> _Dataset records_

/*!
 * Syscalls Module
 * NT system call interception: numbering, dispatch and handlers
 */

pub mod args;
pub mod context;
pub mod dispatcher;
pub mod handler;
pub mod handlers;
pub mod numbering;
pub mod types;

// Re-export public API
pub use args::{In, SyscallArg};
pub use context::SyscallContext;
pub use dispatcher::{read_arguments, syscall_number, Dispatcher};
pub use handler::{HandlerDescriptor, SyscallHandlerFn, SyscallTable};
pub use numbering::SyscallNumbering;
pub use types::{
    EmulationFault, KeyInformationClass, KeyValueInformationClass, NtStatus, SyscallOutcome,
};
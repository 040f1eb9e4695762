/*!
 * Memory Traits
 * Guest address-space access as exposed by the CPU emulation engine
 */

use super::types::*;
use crate::core::types::GuestAddress;

/// Byte-level view of the guest's virtual address space
///
/// Implementations must fail the whole access when any byte of the range is
/// unmapped; a failed write leaves guest memory untouched.
pub trait GuestMemory {
    /// Fill `buf` from guest memory starting at `address`
    fn read_memory(&self, address: GuestAddress, buf: &mut [u8]) -> MemoryResult<()>;

    /// Copy `data` into guest memory starting at `address`
    fn write_memory(&mut self, address: GuestAddress, data: &[u8]) -> MemoryResult<()>;

    /// Read `len` raw bytes
    fn read_bytes(&self, address: GuestAddress, len: usize) -> MemoryResult<Vec<u8>> {
        let mut buf = vec![0u8; len];
        self.read_memory(address, &mut buf)?;
        Ok(buf)
    }

    fn read_u32(&self, address: GuestAddress) -> MemoryResult<u32> {
        let mut buf = [0u8; 4];
        self.read_memory(address, &mut buf)?;
        Ok(u32::from_le_bytes(buf))
    }

    fn read_u64(&self, address: GuestAddress) -> MemoryResult<u64> {
        let mut buf = [0u8; 8];
        self.read_memory(address, &mut buf)?;
        Ok(u64::from_le_bytes(buf))
    }

    fn write_u32(&mut self, address: GuestAddress, value: u32) -> MemoryResult<()> {
        self.write_memory(address, &value.to_le_bytes())
    }

    fn write_u64(&mut self, address: GuestAddress, value: u64) -> MemoryResult<()> {
        self.write_memory(address, &value.to_le_bytes())
    }
}
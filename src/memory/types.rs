/*!
 * Memory Types
 * Common types for guest memory access
 */

use miette::Diagnostic;
use thiserror::Error;

/// Memory operation result
pub type MemoryResult<T> = Result<T, MemoryError>;

/// Guest memory errors
///
/// Every variant is fatal to the emulation: a guest that hands the kernel an
/// unmapped pointer is corrupt, and there is no status to fabricate for it.
#[derive(Error, Debug, Clone, PartialEq, Eq, Diagnostic)]
pub enum MemoryError {
    #[error("Unmapped guest memory at 0x{address:x} ({size} bytes)")]
    #[diagnostic(
        code(memory::unmapped),
        help("The guest passed a pointer outside its mapped address space.")
    )]
    Unmapped { address: u64, size: usize },

    #[error("Guest address range wraps: 0x{address:x} + {size} bytes")]
    #[diagnostic(code(memory::address_overflow))]
    AddressOverflow { address: u64, size: usize },

    #[error("String of {length} bytes does not fit a UNICODE_STRING at 0x{address:x}")]
    #[diagnostic(
        code(memory::string_too_long),
        help("Counted strings hold at most 65532 bytes plus a terminator.")
    )]
    StringTooLong { address: u64, length: usize },
}

impl MemoryError {
    /// Guest address the failing access started at
    pub fn address(&self) -> u64 {
        match self {
            MemoryError::Unmapped { address, .. }
            | MemoryError::AddressOverflow { address, .. }
            | MemoryError::StringTooLong { address, .. } => *address,
        }
    }
}
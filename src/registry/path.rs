/*!
 * Registry Paths
 * Canonical key identities: unified separators, cleaned, lower-cased
 */

use std::path::{Path, PathBuf};

/// Root of the machine hive (`HKEY_LOCAL_MACHINE`)
pub const MACHINE_HIVE: &str = "/registry/machine";
/// Root of the users hive (`HKEY_USERS`)
pub const USER_HIVE: &str = "/registry/user";
/// Profile that `HKEY_CURRENT_USER` resolves to
pub const DEFAULT_USER: &str = "/registry/user/.default";

/// Win32 root-key spellings accepted as the first path segment
const ALIASES: &[(&str, &str)] = &[
    ("hkey_local_machine", MACHINE_HIVE),
    ("hklm", MACHINE_HIVE),
    ("hkey_users", USER_HIVE),
    ("hku", USER_HIVE),
    ("hkey_current_user", DEFAULT_USER),
    ("hkcu", DEFAULT_USER),
];

/// Canonical identity of a seeded registry path
///
/// `\` and `/` are interchangeable, `.` and `..` segments and repeated
/// separators collapse, trailing separators are dropped and the result is
/// lower-cased and absolute. Win32 root aliases (`HKLM`, `HKCU`, ...) expand
/// to their `\Registry` form. Only seeding goes through here; guest names
/// use [`normalize`].
pub fn canonicalize(raw: impl AsRef<Path>) -> PathBuf {
    let unified = raw.as_ref().to_string_lossy().replace('\\', "/").to_lowercase();
    let trimmed = unified.trim_start_matches('/');

    let (first, rest) = match trimmed.split_once('/') {
        Some((first, rest)) => (first, rest),
        None => (trimmed, ""),
    };
    let expanded = match ALIASES.iter().find(|(alias, _)| *alias == first) {
        Some((_, root)) => format!("{root}/{rest}"),
        None => format!("/{trimmed}"),
    };

    let cleaned = path_clean::clean(&expanded);
    PathBuf::from(cleaned)
}

/// Identity of a name from the NT object namespace
///
/// Separators unify, empty and `.` segments drop and case folds. There are
/// no root aliases here, and `..` is an ordinary segment name, so it never
/// resolves to an ancestor.
pub fn normalize(raw: &str) -> PathBuf {
    let mut normalized = PathBuf::from("/");
    push_segments(&mut normalized, raw);
    normalized
}

/// Nest `relative` under the canonical `base` one segment at a time
///
/// Leading separators on `relative` are ignored so an absolute-looking
/// name still nests under `base`. The result always starts with `base`.
pub fn join(base: &Path, relative: &str) -> PathBuf {
    let mut joined = base.to_path_buf();
    push_segments(&mut joined, relative);
    joined
}

fn push_segments(path: &mut PathBuf, raw: &str) {
    raw.split(['\\', '/'])
        .filter(|segment| !segment.is_empty() && *segment != ".")
        .for_each(|segment| path.push(segment.to_lowercase()));
}

/// Split a canonical path at the longest matching hive root
///
/// Returns `(hive, path-under-hive)`, or `None` when no hive contains it.
pub fn split_hive<'a>(
    canonical: &Path,
    hives: impl IntoIterator<Item = &'a PathBuf>,
) -> Option<(PathBuf, PathBuf)> {
    hives
        .into_iter()
        .filter(|hive| canonical.starts_with(hive))
        .max_by_key(|hive| hive.components().count())
        .and_then(|hive| {
            let rest = canonical.strip_prefix(hive).ok()?;
            Some((hive.clone(), rest.to_path_buf()))
        })
}

/// NT spelling of a path: backslash separated, trailing separators stripped, upper-cased
pub fn nt_name(path: &Path) -> String {
    let text = path.to_string_lossy().replace('/', "\\");
    text.trim_end_matches(['\\', '/']).to_uppercase()
}
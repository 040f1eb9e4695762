/*!
 * Syscall Tracing
 * Structured tracing for intercepted syscalls using the tracing crate
 *
 * Features:
 * - JSON or compact human-readable output
 * - One span per intercepted syscall, tagged with the emulator instance
 * - Status, fault and duration recorded when the span closes
 * - Slow-call warnings
 */

use std::time::{Duration, Instant};
use tracing::{debug, field, span, warn, Level, Span};
use tracing_subscriber::{fmt::format::FmtSpan, layer::SubscriberExt, util::SubscriberInitExt, EnvFilter};

use crate::config::TracingConfig;
use crate::core::types::{InstanceId, SyscallNumber};
use crate::syscalls::{EmulationFault, NtStatus};

/// Install the global subscriber
///
/// `RUST_LOG` wins over `config.default_filter`. Returns `false` when a
/// subscriber was already installed, so repeated calls are harmless.
pub fn init_tracing(config: &TracingConfig) -> bool {
    let env_filter = EnvFilter::try_from_default_env()
        .unwrap_or_else(|_| EnvFilter::new(&config.default_filter));

    let registry = tracing_subscriber::registry().with(env_filter);

    if config.json {
        // JSON output for production/parsing
        registry
            .with(
                tracing_subscriber::fmt::layer()
                    .json()
                    .with_target(true)
                    .with_thread_ids(true)
                    .with_current_span(true)
                    .with_span_list(true)
                    .with_span_events(FmtSpan::CLOSE),
            )
            .try_init()
            .is_ok()
    } else {
        // Human-readable output for development
        registry
            .with(
                tracing_subscriber::fmt::layer()
                    .with_target(true)
                    .with_thread_ids(true)
                    .with_span_events(FmtSpan::CLOSE)
                    .compact(),
            )
            .try_init()
            .is_ok()
    }
}

/// Span covering one intercepted syscall
pub struct SyscallSpan {
    span: Span,
    start: Instant,
    number: SyscallNumber,
    name: String,
    slow_threshold: Duration,
}

impl SyscallSpan {
    pub fn new(
        instance: InstanceId,
        number: SyscallNumber,
        name: Option<&str>,
        slow_threshold: Duration,
    ) -> Self {
        let name = name.unwrap_or("<unknown>").to_string();
        let span = span!(
            Level::DEBUG,
            "syscall",
            instance = %instance,
            number = number,
            syscall = %name,
            status = field::Empty,
            fault = field::Empty,
            duration_us = field::Empty,
        );

        Self {
            span,
            start: Instant::now(),
            number,
            name,
            slow_threshold,
        }
    }

    /// Record the status written back to the guest
    pub fn record_status(&self, status: NtStatus) {
        self.span.record("status", field::display(status));
    }

    /// Record the fault that stopped emulation
    pub fn record_fault(&self, fault: &EmulationFault) {
        self.span.record("fault", field::display(fault));
    }

    pub fn record_outcome(&self, outcome: &Result<NtStatus, EmulationFault>) {
        match outcome {
            Ok(status) => self.record_status(*status),
            Err(fault) => {
                if let Some(status) = fault.guest_status() {
                    self.record_status(status);
                }
                self.record_fault(fault);
            }
        }
    }

    /// Enter the span context
    pub fn enter(&self) -> tracing::span::Entered<'_> {
        self.span.enter()
    }
}

impl Drop for SyscallSpan {
    fn drop(&mut self) {
        let duration = self.start.elapsed();
        self.span.record("duration_us", duration.as_micros() as u64);
        let _entered = self.span.enter();

        if duration > self.slow_threshold {
            warn!(
                number = self.number,
                syscall = %self.name,
                duration_ms = duration.as_millis() as u64,
                slow = true,
                "slow syscall detected"
            );
        } else {
            debug!(
                number = self.number,
                syscall = %self.name,
                duration_us = duration.as_micros() as u64,
                "syscall completed"
            );
        }
    }
}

> _Action item_
Go through the entries and copy every line with "FmtSpan".

> _Task result_
use tracing_subscriber::{fmt::format::FmtSpan, layer::SubscriberExt, util::SubscriberInitExt, EnvFilter};
                    .with_span_events(FmtSpan::CLOSE),
                    .with_span_events(FmtSpan::CLOSE)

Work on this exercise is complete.